-- Your goal --
Say how many lines in the entries contain "found", giving only the number.

Stored data entries
=== Begin Enclosure ===

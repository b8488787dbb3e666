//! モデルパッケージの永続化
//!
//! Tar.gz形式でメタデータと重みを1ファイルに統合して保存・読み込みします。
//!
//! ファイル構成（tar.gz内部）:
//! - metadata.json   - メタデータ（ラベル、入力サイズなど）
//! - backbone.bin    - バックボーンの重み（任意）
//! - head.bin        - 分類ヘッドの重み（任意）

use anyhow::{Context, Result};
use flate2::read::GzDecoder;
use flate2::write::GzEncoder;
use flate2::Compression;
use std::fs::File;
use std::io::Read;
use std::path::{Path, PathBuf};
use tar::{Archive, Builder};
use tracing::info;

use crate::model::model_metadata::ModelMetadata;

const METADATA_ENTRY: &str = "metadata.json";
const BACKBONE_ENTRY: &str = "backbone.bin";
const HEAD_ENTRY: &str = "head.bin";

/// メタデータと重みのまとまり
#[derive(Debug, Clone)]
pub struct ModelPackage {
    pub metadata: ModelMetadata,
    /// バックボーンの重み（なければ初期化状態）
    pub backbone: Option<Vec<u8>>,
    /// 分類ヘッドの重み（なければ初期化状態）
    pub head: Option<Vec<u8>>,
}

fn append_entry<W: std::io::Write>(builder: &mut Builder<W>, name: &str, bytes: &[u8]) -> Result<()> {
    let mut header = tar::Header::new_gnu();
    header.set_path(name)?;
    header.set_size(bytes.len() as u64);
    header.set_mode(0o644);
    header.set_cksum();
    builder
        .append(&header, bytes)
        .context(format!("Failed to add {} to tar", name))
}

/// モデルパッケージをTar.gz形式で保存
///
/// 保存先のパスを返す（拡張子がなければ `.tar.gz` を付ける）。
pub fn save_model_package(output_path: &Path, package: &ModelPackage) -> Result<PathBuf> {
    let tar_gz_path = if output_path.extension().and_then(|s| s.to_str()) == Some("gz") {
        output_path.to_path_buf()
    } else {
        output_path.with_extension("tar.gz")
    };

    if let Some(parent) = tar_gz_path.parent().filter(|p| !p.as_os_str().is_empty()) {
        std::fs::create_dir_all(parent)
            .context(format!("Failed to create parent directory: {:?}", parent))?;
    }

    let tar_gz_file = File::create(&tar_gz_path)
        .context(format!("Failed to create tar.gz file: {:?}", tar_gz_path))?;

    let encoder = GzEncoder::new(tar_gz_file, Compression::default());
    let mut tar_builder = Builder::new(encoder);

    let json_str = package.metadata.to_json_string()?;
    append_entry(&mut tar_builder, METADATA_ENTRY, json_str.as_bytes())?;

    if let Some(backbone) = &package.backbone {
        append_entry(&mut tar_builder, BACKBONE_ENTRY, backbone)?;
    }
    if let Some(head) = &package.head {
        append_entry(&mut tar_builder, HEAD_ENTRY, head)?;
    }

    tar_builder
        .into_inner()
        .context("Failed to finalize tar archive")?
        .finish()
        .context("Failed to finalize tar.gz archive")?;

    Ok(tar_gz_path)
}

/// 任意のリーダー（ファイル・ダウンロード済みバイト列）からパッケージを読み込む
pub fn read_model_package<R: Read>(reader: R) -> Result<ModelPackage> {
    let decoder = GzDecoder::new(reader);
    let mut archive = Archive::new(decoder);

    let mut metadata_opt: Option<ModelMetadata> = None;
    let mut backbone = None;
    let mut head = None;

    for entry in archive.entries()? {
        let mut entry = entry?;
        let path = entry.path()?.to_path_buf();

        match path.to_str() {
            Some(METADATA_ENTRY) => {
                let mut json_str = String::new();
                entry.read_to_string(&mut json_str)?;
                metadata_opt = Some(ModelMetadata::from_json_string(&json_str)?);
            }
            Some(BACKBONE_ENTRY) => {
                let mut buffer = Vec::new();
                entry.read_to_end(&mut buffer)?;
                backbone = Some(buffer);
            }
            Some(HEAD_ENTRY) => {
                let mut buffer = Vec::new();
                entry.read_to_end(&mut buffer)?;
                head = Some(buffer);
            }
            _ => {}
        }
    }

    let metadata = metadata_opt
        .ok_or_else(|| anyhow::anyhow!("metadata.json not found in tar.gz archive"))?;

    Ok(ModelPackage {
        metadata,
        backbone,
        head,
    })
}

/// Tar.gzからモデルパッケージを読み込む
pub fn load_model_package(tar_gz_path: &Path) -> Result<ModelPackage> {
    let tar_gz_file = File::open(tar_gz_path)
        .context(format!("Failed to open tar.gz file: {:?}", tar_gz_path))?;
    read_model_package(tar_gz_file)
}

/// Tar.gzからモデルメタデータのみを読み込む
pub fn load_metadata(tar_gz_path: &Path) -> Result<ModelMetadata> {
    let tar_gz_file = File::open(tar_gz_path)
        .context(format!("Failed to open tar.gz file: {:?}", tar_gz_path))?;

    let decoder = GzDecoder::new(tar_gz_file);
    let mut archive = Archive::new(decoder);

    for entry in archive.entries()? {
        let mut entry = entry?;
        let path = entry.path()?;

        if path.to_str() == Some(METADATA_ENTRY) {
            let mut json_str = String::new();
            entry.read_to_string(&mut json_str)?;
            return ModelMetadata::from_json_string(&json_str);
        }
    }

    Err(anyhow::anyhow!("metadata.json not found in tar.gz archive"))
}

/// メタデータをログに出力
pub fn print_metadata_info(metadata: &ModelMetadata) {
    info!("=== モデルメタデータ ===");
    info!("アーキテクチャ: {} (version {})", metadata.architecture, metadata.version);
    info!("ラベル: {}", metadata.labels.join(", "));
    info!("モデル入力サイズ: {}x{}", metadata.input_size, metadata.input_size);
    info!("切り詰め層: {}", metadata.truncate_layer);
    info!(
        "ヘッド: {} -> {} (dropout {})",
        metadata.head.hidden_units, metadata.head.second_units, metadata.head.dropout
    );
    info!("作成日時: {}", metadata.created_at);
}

=== End Enclosure ===

-- Written answer --
2